Cloverfield

Godzilla for the YouTube Age

There is something really frightening about Cloverfield, and I don’t think it has much to do with the giant lizard-esque monster that destroys Manhattan. To be sure, Cloverfield is a top-notch thriller/horror/disaster/monster movie. It’s Godzilla meets Blair Witch meets 9/11 with some Independence Day mixed in. Most of all it’s a thoroughly 21st-century movie. This is the first classic of the YouTube era: a film that references YouTube in subject, style, and marketing. Which brings me to the “really frightening” thing about this movie. Why does it feel so enticingly real?

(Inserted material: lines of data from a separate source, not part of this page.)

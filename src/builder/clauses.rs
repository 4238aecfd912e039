//! Clause argument builders
//!
//! Each function returns the ordered list of items for one SQL clause.
//! Field filters always come before metadata filters, and both keep
//! their array order.

use crate::query::{AggregationSpec, Filter, FilterClause, MatchOperand, QueryProperties};

/// Column holding packed `|key:value|` metadata
const METADATA_COLUMN: &str = "labels";

/// Column every aggregation is applied to
const VALUE_COLUMN: &str = "value";

/// Bucket count for percentile approximation (0.1 resolution)
const QUANTILE_BUCKETS: u32 = 1001;

/// Expression projecting one key out of the packed metadata column.
///
/// `field_name` is templated verbatim; it must already be a safe identifier.
pub fn get_regexp_for_metadata(field_name: &str) -> String {
    format!("REGEXP_EXTRACT({}, r\"|{}:(.*?)|\")", METADATA_COLUMN, field_name)
}

/// SELECT items: field columns, then metadata columns, then aggregations.
///
/// HIDDEN filters contribute nothing.
pub fn build_select_args(properties: &QueryProperties) -> Vec<String> {
    let mut args = Vec::new();

    for filter in properties.field_filters.iter().filter(|f| f.is_column()) {
        match &filter.field_alias {
            Some(alias) => args.push(format!("{} AS {}", filter.field_name, alias)),
            None => args.push(filter.field_name.clone()),
        }
    }

    for filter in properties.metadata_filters.iter().filter(|f| f.is_column()) {
        args.push(format!(
            "{} AS {}",
            get_regexp_for_metadata(&filter.field_name),
            filter.output_name()
        ));
    }

    args.extend(properties.aggregations.iter().map(aggregation_column));
    args
}

/// WHERE items, one per filter that has clauses, regardless of display mode.
///
/// A filter with several clauses becomes a parenthesized OR group.
pub fn build_where_args(properties: &QueryProperties) -> Vec<String> {
    let fields = properties
        .field_filters
        .iter()
        .map(|f| (f.field_name.clone(), f));
    let metadata = properties
        .metadata_filters
        .iter()
        .map(|f| (get_regexp_for_metadata(&f.field_name), f));

    fields
        .chain(metadata)
        .filter_map(|(identifier, filter)| filter_predicate(&identifier, filter))
        .collect()
}

/// GROUP BY items: the SELECT output name of every COLUMN filter.
///
/// Empty when the query has no aggregations.
pub fn build_group_args(properties: &QueryProperties) -> Vec<String> {
    if !properties.is_aggregated() {
        return Vec::new();
    }

    properties
        .field_filters
        .iter()
        .chain(properties.metadata_filters.iter())
        .filter(|f| f.is_column())
        .map(|f| f.output_name().to_string())
        .collect()
}

/// SELECT item for one aggregation
///
/// Named and unrecognized aggregations become `NAME(value) AS name`;
/// percentiles use an approximate quantile lookup.
pub fn aggregation_column(spec: &AggregationSpec) -> String {
    match spec {
        AggregationSpec::Named(agg) => simple_aggregation(agg.as_str()),
        AggregationSpec::Other(token) => simple_aggregation(token),
        AggregationSpec::Percentile(text) => match spec.percentile() {
            Some(p) => {
                // 1..=QUANTILE_BUCKETS for p in 0..=100
                let rank = (p.clamp(0.0, 100.0) * 10.0).round() as u32 + 1;
                format!(
                    "NTH({}, QUANTILES({}, {})) AS p{}",
                    rank,
                    VALUE_COLUMN,
                    QUANTILE_BUCKETS,
                    text.replace('.', "_")
                )
            }
            None => simple_aggregation(&spec.to_string()),
        },
    }
}

fn simple_aggregation(name: &str) -> String {
    format!("{}({}) AS {}", name.to_uppercase(), VALUE_COLUMN, name)
}

/// Render one operand for a WHERE comparison.
///
/// Numbers and function expressions are emitted as-is; strings are
/// double-quoted with `\` and `"` escaped.
pub fn quote_operand(operand: &MatchOperand, is_function: bool) -> String {
    match operand {
        MatchOperand::Number(n) => n.to_string(),
        MatchOperand::Text(s) if is_function => s.clone(),
        MatchOperand::Text(s) => {
            let escaped = s.replace('\\', "\\\\").replace('"', "\\\"");
            format!("\"{}\"", escaped)
        }
    }
}

fn filter_predicate(identifier: &str, filter: &Filter) -> Option<String> {
    match filter.filter_clauses.as_slice() {
        [] => None,
        [clause] => Some(clause_predicate(identifier, clause)),
        clauses => {
            let parts: Vec<String> = clauses
                .iter()
                .map(|c| clause_predicate(identifier, c))
                .collect();
            Some(format!("({})", parts.join(" OR ")))
        }
    }
}

fn clause_predicate(identifier: &str, clause: &FilterClause) -> String {
    let operand = match clause.match_on.as_slice() {
        [single] => quote_operand(single, clause.is_function),
        many => {
            let items: Vec<String> = many
                .iter()
                .map(|o| quote_operand(o, clause.is_function))
                .collect();
            format!("({})", items.join(", "))
        }
    };
    format!("{} {} {}", identifier, clause.match_rule.as_sql(), operand)
}

#[cfg(test)]
mod tests {
    use super::*;
    use crate::query::{Aggregation, MatchRule};

    fn basic_select_where_agg() -> QueryProperties {
        QueryProperties::new()
            .with_aggregation(Aggregation::Mean)
            .with_aggregation(AggregationSpec::Other("std".into()))
            .with_field_filter(Filter::column("field1").with_alias("alias-1"))
            .with_field_filter(
                Filter::hidden("field2").with_clause(FilterClause::new(MatchRule::Eq, "string-value")),
            )
            .with_metadata_filter(Filter::column("meta1"))
            .with_metadata_filter(
                Filter::hidden("meta2").with_clause(FilterClause::new(MatchRule::Eq, 2)),
            )
    }

    // -- metadata -------------------------------------------------------------

    #[test]
    fn test_regexp_for_metadata() {
        assert_eq!(
            get_regexp_for_metadata("field"),
            r#"REGEXP_EXTRACT(labels, r"|field:(.*?)|")"#
        );
        assert_eq!(get_regexp_for_metadata("field"), get_regexp_for_metadata("field"));
    }

    // -- select ---------------------------------------------------------------

    #[test]
    fn test_select_args() {
        assert_eq!(
            build_select_args(&basic_select_where_agg()),
            vec![
                "field1 AS alias-1".to_string(),
                r#"REGEXP_EXTRACT(labels, r"|meta1:(.*?)|") AS meta1"#.to_string(),
                "MEAN(value) AS mean".to_string(),
                "STD(value) AS std".to_string(),
            ]
        );
    }

    #[test]
    fn test_select_metadata_alias() {
        let props = QueryProperties::new()
            .with_field_filter(Filter::column("product"))
            .with_metadata_filter(Filter::column("machine_type").with_alias("machine"));
        assert_eq!(
            build_select_args(&props),
            vec![
                "product".to_string(),
                r#"REGEXP_EXTRACT(labels, r"|machine_type:(.*?)|") AS machine"#.to_string(),
            ]
        );
    }

    #[test]
    fn test_select_skips_hidden() {
        let props = QueryProperties::new()
            .with_field_filter(Filter::hidden("a"))
            .with_metadata_filter(Filter::hidden("b"));
        assert!(build_select_args(&props).is_empty());
    }

    #[test]
    fn test_percentile_column() {
        assert_eq!(
            aggregation_column(&"99%".parse().unwrap()),
            "NTH(991, QUANTILES(value, 1001)) AS p99"
        );
        assert_eq!(
            aggregation_column(&"99.9%".parse().unwrap()),
            "NTH(1000, QUANTILES(value, 1001)) AS p99_9"
        );
        assert_eq!(
            aggregation_column(&"0%".parse().unwrap()),
            "NTH(1, QUANTILES(value, 1001)) AS p0"
        );
        assert_eq!(
            aggregation_column(&"100%".parse().unwrap()),
            "NTH(1001, QUANTILES(value, 1001)) AS p100"
        );
    }

    #[test]
    fn test_percentile_out_of_range_is_not_a_quantile() {
        for token in ["150%", "-5%", "1e18%"] {
            let column = aggregation_column(&token.parse().unwrap());
            assert!(!column.contains("NTH("), "{} -> {}", token, column);
        }

        // Out-of-range text stored directly never ranks past the buckets
        for text in ["150", "-5", "1e18"] {
            let column = aggregation_column(&AggregationSpec::Percentile(text.into()));
            assert!(!column.contains("NTH("), "{} -> {}", text, column);
        }
    }

    #[test]
    fn test_named_aggregation_columns() {
        assert_eq!(aggregation_column(&Aggregation::Stddev.into()), "STDDEV(value) AS stddev");
        assert_eq!(aggregation_column(&Aggregation::Count.into()), "COUNT(value) AS count");
    }

    // -- where ----------------------------------------------------------------

    #[test]
    fn test_where_args() {
        assert_eq!(
            build_where_args(&basic_select_where_agg()),
            vec![
                r#"field2 = "string-value""#.to_string(),
                r#"REGEXP_EXTRACT(labels, r"|meta2:(.*?)|") = 2"#.to_string(),
            ]
        );
    }

    #[test]
    fn test_where_or_wrapping() {
        let props = QueryProperties::new().with_field_filter(
            Filter::hidden("field3")
                .with_clause(FilterClause::new(MatchRule::Gt, 2))
                .with_clause(FilterClause::new(MatchRule::Lt, 0)),
        );
        assert_eq!(build_where_args(&props), vec!["(field3 > 2 OR field3 < 0)".to_string()]);
    }

    #[test]
    fn test_where_function_operand_unquoted() {
        let props = QueryProperties::new().with_field_filter(
            Filter::hidden("timestamp")
                .with_clause(FilterClause::function(MatchRule::Ge, "DATE_ADD(CURRENT_TIMESTAMP(), -7, 'DAY')")),
        );
        assert_eq!(
            build_where_args(&props),
            vec!["timestamp >= DATE_ADD(CURRENT_TIMESTAMP(), -7, 'DAY')".to_string()]
        );
    }

    #[test]
    fn test_where_contains_and_custom_rule() {
        let props = QueryProperties::new()
            .with_field_filter(Filter::column("test").with_clause(FilterClause::new(MatchRule::Ct, "iperf")))
            .with_field_filter(
                Filter::hidden("owner").with_clause(FilterClause::new(MatchRule::Custom("LIKE".into()), "a%")),
            );
        assert_eq!(
            build_where_args(&props),
            vec![r#"test CONTAINS "iperf""#.to_string(), r#"owner LIKE "a%""#.to_string()]
        );
    }

    #[test]
    fn test_where_multiple_operands_not_validated() {
        let props = QueryProperties::new().with_field_filter(
            Filter::hidden("zone").with_clause(FilterClause::any_of(MatchRule::Eq, ["us-east1", "us-west1"])),
        );
        assert_eq!(
            build_where_args(&props),
            vec![r#"zone = ("us-east1", "us-west1")"#.to_string()]
        );
    }

    #[test]
    fn test_quote_operand_escapes() {
        assert_eq!(quote_operand(&MatchOperand::from(r#"say "hi""#), false), r#""say \"hi\"""#);
        assert_eq!(quote_operand(&MatchOperand::from(r"a\b"), false), r#""a\\b""#);
        assert_eq!(quote_operand(&MatchOperand::from(1.5), false), "1.5");
        assert_eq!(quote_operand(&MatchOperand::from("NOW()"), true), "NOW()");
    }

    // -- group ----------------------------------------------------------------

    #[test]
    fn test_group_args_with_aggregations() {
        assert_eq!(
            build_group_args(&basic_select_where_agg()),
            vec!["alias-1".to_string(), "meta1".to_string()]
        );
    }

    #[test]
    fn test_group_args_empty_without_aggregations() {
        let mut props = basic_select_where_agg();
        props.aggregations.clear();
        assert!(build_group_args(&props).is_empty());
        assert!(build_group_args(&QueryProperties::default()).is_empty());
    }
}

For a movie that is about a mutant beast that sheds bug-like minions all over midtown Manhattan, you’d think it’d be a fairly easy film to write off as fanciful popcorn bombast. But I was totally engrossed in the film in a way that goes beyond “suspension of disbelief for the sake of fun.” I got sucked in and felt—against all my mechanisms of logic—that this might actually happen. But how in the world could I think that?

Perhaps it is the same reason why scores of office workers, fratboys, and otherwise bored computer users can be so utterly enthralled by “amateur” videos on YouTube. Whether it’s a tasing caught on cellphone camera or a safari-cam capturing a three-way battle between lions, buffalo and crocodiles (this was viewed more than 24 millions times), we are totally in love with the “stumbled upon” aesthetic of “stuff Hollywood can’t make up.”

Thus, even when what we see on screen is stuff Hollywood can, and often does, make up (destructive monsters in Manhattan), the fact that it is seen through a trustworthy “one of us” lends the whole thing a compelling layer of authenticity. Even if we know deep down that this is a fake film shot just like other fiction films, we still feel it to be more believable (or at least I did).

The guy behind the camcorder in this film is a hapless fratguy named “Hud,” clueless about most things but, interestingly, completely devoted to documenting everything that goes on (because “people will want to know how it all went down”). Maybe it’s instinct. Maybe it’s narcissism. Maybe he’s nervous and needs something to do. But what I really think it is—and what really gives this film a creepy resonance—is that Hud thinks his camera can shield himself from the reality of the situation. As long as the camera is rolling, Hud is directing a dramatic story that is “just a movie” (he even composes shots and “directs” emotional dialogue scenes like a pro might). As the chaotic events unfold all around him and his friends, everyone feels like they are in a movie. Their first instinct is to make it so.

As the decapitated head of Lady Liberty crashes into a crowd of confused New Yorkers standing out in the street… everyone does what we all are now conditioned to do: take cell phone pictures. Some horrific stuff is going down… but it might make the news if we get a good picture.

Cloverfield is very 9/11-inspired, not just in the NYC disaster sort of way, but in the way the horror feels so very mediated. Some of the most striking imagery of the film heavily references 9/11, especially the 9/11 as seen on TV or through the amateur lenses of people running on the streets. One scene in particular—of victims fleeing a wall of ash after a tall building collapses—is a direct quote of the now famous 9/11 footage from the Naudet brothers (the French filmmakers who happened to have a camera rolling when the first plane hit the North Tower… and kept it rolling for the rest of the day). At other points in Cloverfield there are surreal moments when looters or dazed bystanders crowd around TVs to watch the live news coverage of the mayhem happening just blocks away. Perhaps it is a comfort to see the monster framed in a 42 inch plasma screen—even while the ground rumbles and screams echo throughout the city.

Cloverfield packs a wallop, in part because it takes our media-obsessed curiosity and slaps it in our face. We are increasingly prone to gawk, to see what the fuss is about, to be “in on” whatever gruesome or unlikely anomaly is out there to be recorded. This is why Cloverfield’s cryptic “what is this about” marketing campaign worked so well. We have to know. We have to look. We must be a witness. People will want to see how it all went down... It's entertainment.